In those moments, push-in therapy wasn't effective. It was just pull-out therapy in a more dysregulating environment. And worse, I often found myself pulling students out just to give them a break from the overwhelming negativity they were surrounded by all day.

And that's not okay.


When Push-In Therapy Becomes Performative (Not Effective)

I wish more administrators understood that requiring push-in therapy doesn't automatically make it effective. If you're pushing SLPs to provide push-in services in classrooms where teachers don't have prep time, there's no collaboration happening, the classroom is chronically understaffed, and the environment is chaotic and dysregulating…then you're not improving outcomes. You're just checking a box.

And when we make do in those situations, when we try to solve the problem ourselves instead of speaking up, we miss the opportunity to advocate for systemic change. We need to be the squeaky wheel. We need to go to admin and say: "I can't provide effective push-in therapy when the teacher I'm supposed to collaborate with has no prep time and is literally using my session as her only bathroom break. How would you like me to push in under these conditions?"

Because when we stay silent, nothing changes.


How I Made Service Delivery Decisions for My Autistic Students

So how did I decide whether to push in or pull out? Honestly, I usually ended up doing a combination of both. Here's why.
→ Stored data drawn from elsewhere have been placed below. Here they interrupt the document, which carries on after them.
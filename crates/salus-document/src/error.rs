//! Error types for document ingestion.

use salus_core::SalusError;

/// Errors from the ingestion pipeline.
#[derive(Debug, thiserror::Error)]
pub enum DocumentError {
    #[error("unsupported file format {0:?}; upload a PDF or image file")]
    UnsupportedFormat(String),
    #[error("Tesseract OCR is not installed; install it to enable image text extraction")]
    OcrUnavailable,
    #[error("OCR failed: {0}")]
    Ocr(String),
    #[error("PDF extraction failed: {0}")]
    Pdf(String),
    #[error("I/O error: {0}")]
    Io(#[from] std::io::Error),
}

impl From<DocumentError> for SalusError {
    fn from(err: DocumentError) -> Self {
        SalusError::Document(err.to_string())
    }
}

#[cfg(test)]
mod tests {
    use super::*;

    #[test]
    fn test_document_error_display() {
        let err = DocumentError::UnsupportedFormat(".txt".to_string());
        assert_eq!(
            err.to_string(),
            "unsupported file format \".txt\"; upload a PDF or image file"
        );

        let err = DocumentError::OcrUnavailable;
        assert!(err.to_string().contains("not installed"));

        let err = DocumentError::Pdf("bad xref".to_string());
        assert_eq!(err.to_string(), "PDF extraction failed: bad xref");
    }

    #[test]
    fn test_document_error_converts_to_salus_error() {
        let err = DocumentError::Ocr("engine crash".to_string());
        let top: SalusError = err.into();
        assert!(matches!(top, SalusError::Document(_)));
        assert!(top.to_string().contains("engine crash"));
    }
}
Pull out sessions were best for building foundational skills in a calm, regulated environment, one-on-one connection where the child could focus without distractions, explicit modeling of communication strategies the child could hear and absorb, and for understanding my students deeply (their interests, their communication styles, and their sensory needs).
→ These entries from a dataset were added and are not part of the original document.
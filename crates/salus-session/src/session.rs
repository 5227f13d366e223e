//! The session orchestrator: one explicit object per user session.
//!
//! Every service handle is a required constructor field, so a constructed
//! session is always fully wired. Each user action maps to one handler
//! method; there is no shared dispatch loop and no mode flag to check
//! before use. The chat path is the only one gated by the cooldown and
//! the only one that touches the transcript.

use std::path::{Path, PathBuf};
use std::sync::Arc;
use std::time::{Duration, Instant};

use async_trait::async_trait;
use tracing::{info, warn};

use salus_chat::{apologetic_message, ConversationEngine};
use salus_core::{ChatTurn, Clinic, Role, RouteSummary, Transcript, UploadedFileRecord};
use salus_document::DocumentProcessor;
use salus_location::HealthcareFinder;
use salus_store::{AppointmentStore, ReportStore, TranscriptStore};

use crate::error::SessionError;

/// Sink for spoken replies. Implementations must never fail loudly;
/// playback problems are their own to log.
#[async_trait]
pub trait Speaker: Send + Sync {
    async fn speak(&self, text: &str);
}

/// The service handles a session is built from.
pub struct SessionServices {
    pub engine: ConversationEngine,
    pub documents: DocumentProcessor,
    pub finder: Arc<dyn HealthcareFinder>,
    pub speaker: Option<Arc<dyn Speaker>>,
    pub transcripts: TranscriptStore,
    pub appointments: AppointmentStore,
    pub reports: ReportStore,
}

/// Tunables lifted from configuration at construction time.
pub struct SessionSettings {
    pub cooldown_secs: u64,
    pub radius_m: u32,
    pub category: String,
}

/// One accepted chat interaction: the user turn and the assistant turn
/// appended for it.
#[derive(Debug, Clone)]
pub struct ChatExchange {
    pub user: ChatTurn,
    pub assistant: ChatTurn,
}

/// Per-session state and handlers.
pub struct Session {
    engine: ConversationEngine,
    documents: DocumentProcessor,
    finder: Arc<dyn HealthcareFinder>,
    speaker: Option<Arc<dyn Speaker>>,
    transcripts: TranscriptStore,
    appointments: AppointmentStore,
    reports: ReportStore,
    transcript: Transcript,
    uploaded_files: Vec<UploadedFileRecord>,
    cooldown: Duration,
    last_accepted: Option<Instant>,
    radius_m: u32,
    category: String,
}

impl Session {
    /// Build a session, preloading the transcript from storage. An absent
    /// or damaged transcript document starts the session empty.
    pub fn new(services: SessionServices, settings: SessionSettings) -> Self {
        let transcript = services.transcripts.load();
        info!(turns = transcript.len(), "Session started");
        Self {
            engine: services.engine,
            documents: services.documents,
            finder: services.finder,
            speaker: services.speaker,
            transcripts: services.transcripts,
            appointments: services.appointments,
            reports: services.reports,
            transcript,
            uploaded_files: Vec::new(),
            cooldown: Duration::from_secs(settings.cooldown_secs),
            last_accepted: None,
            radius_m: settings.radius_m,
            category: settings.category,
        }
    }

    /// The cumulative displayed history.
    pub fn transcript(&self) -> &[ChatTurn] {
        &self.transcript
    }

    /// Files uploaded during this session.
    pub fn uploaded_files(&self) -> &[UploadedFileRecord] {
        &self.uploaded_files
    }

    /// Handle one chat submission (typed or transcribed).
    ///
    /// A submission inside the cooldown window is rejected with the wait
    /// time and discarded; the caller must resubmit. An accepted
    /// submission appends the user turn, obtains the assistant reply
    /// (falling back to an apologetic message on engine failure so the
    /// session never drops a turn), persists the full transcript, and
    /// optionally speaks the reply.
    pub async fn submit_chat(
        &mut self,
        text: &str,
        speak: bool,
    ) -> Result<ChatExchange, SessionError> {
        let text = text.trim();
        if text.is_empty() {
            return Err(SessionError::EmptyMessage);
        }

        if let Some(last) = self.last_accepted {
            let elapsed = last.elapsed();
            if elapsed < self.cooldown {
                let wait_secs = (self.cooldown - elapsed).as_secs().max(1);
                return Err(SessionError::CoolingDown { wait_secs });
            }
        }

        let user = ChatTurn::new(Role::User, text);
        let reply = match self.engine.respond(text).await {
            Ok(reply) => reply,
            Err(e) => {
                warn!(error = %e, "Conversation engine failed; replying with fallback");
                apologetic_message(&e)
            }
        };
        let assistant = ChatTurn::new(Role::Assistant, reply.clone());

        self.transcript.push(user.clone());
        self.transcript.push(assistant.clone());
        if let Err(e) = self.transcripts.save(&self.transcript) {
            warn!(error = %e, "Failed to persist transcript");
        }

        if speak {
            if let Some(speaker) = &self.speaker {
                speaker.speak(&reply).await;
            }
        }

        self.last_accepted = Some(Instant::now());
        Ok(ChatExchange { user, assistant })
    }

    /// Store an uploaded report and remember it for this session.
    pub fn store_report(
        &mut self,
        name: &str,
        bytes: &[u8],
    ) -> Result<UploadedFileRecord, SessionError> {
        let record = self.reports.save(name, bytes)?;
        self.uploaded_files.push(record.clone());
        Ok(record)
    }

    /// Ingest a stored report and run the one-shot lab analysis.
    ///
    /// Bypasses the cooldown and the transcript entirely; the result is
    /// displayed but never persisted as chat history.
    pub async fn analyze_report(&self, path: &Path) -> Result<String, SessionError> {
        let text = self.documents.process(path)?;
        let analysis = self.engine.analyze_lab_report(&text).await?;
        Ok(analysis)
    }

    /// Find healthcare facilities near a free-text location. No chat turn
    /// is recorded.
    pub async fn find_clinics(&self, location: &str) -> Result<Vec<Clinic>, SessionError> {
        self.find_clinics_within(location, self.radius_m).await
    }

    /// Same as [`Session::find_clinics`] with an explicit search radius.
    pub async fn find_clinics_within(
        &self,
        location: &str,
        radius_m: u32,
    ) -> Result<Vec<Clinic>, SessionError> {
        let clinics = self
            .finder
            .find_nearby_healthcare(location, radius_m, &self.category)
            .await?;
        Ok(clinics)
    }

    /// Driving directions between two free-text locations.
    pub async fn directions(
        &self,
        origin: &str,
        destination: &str,
    ) -> Result<RouteSummary, SessionError> {
        let route = self.finder.get_directions(origin, destination).await?;
        Ok(route)
    }

    /// Persist one appointment document.
    pub fn save_appointment(&self, data: &serde_json::Value) -> Result<PathBuf, SessionError> {
        let path = self.appointments.save(data)?;
        Ok(path)
    }
}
Push in sessions were best for carryover and generalization of skills we'd worked on in pull-out sessions, identifying barriers that were preventing skills from transferring to the classroom, collaborating with staff to provide education and support, and observing patterns in the child's communication across different contexts.

When I used both models strategically, I could see what was working, what needed adjusting, and what barriers (sensory, environmental, or relational) were getting in the way. And most importantly, I could make decisions based on what was best for the child, and not what admin required or what looked good on paper.


The bottom line is, it's About the Child, Not the Model Here's what I want you to take away from this, push-in therapy isn't inherently better than pull-out therapy. And pull-out therapy isn't a lesser option. What matters is: individualized decision-making based on the child's needs, strong collaboration with the classroom team, a classroom environment that supports learning and regulation, and respect for the child's autonomy and sensory needs. If those conditions exist, push-in therapy can be incredibly effective. If they don't, pull-out therapy might be the best way to support your student's communication in a way that actually moves the needle forward.


And if you're being forced to push in when the conditions aren't right, it's time to speak up—not to blame the teacher, but to advocate for the systemic changes that would actually make push-in therapy effective.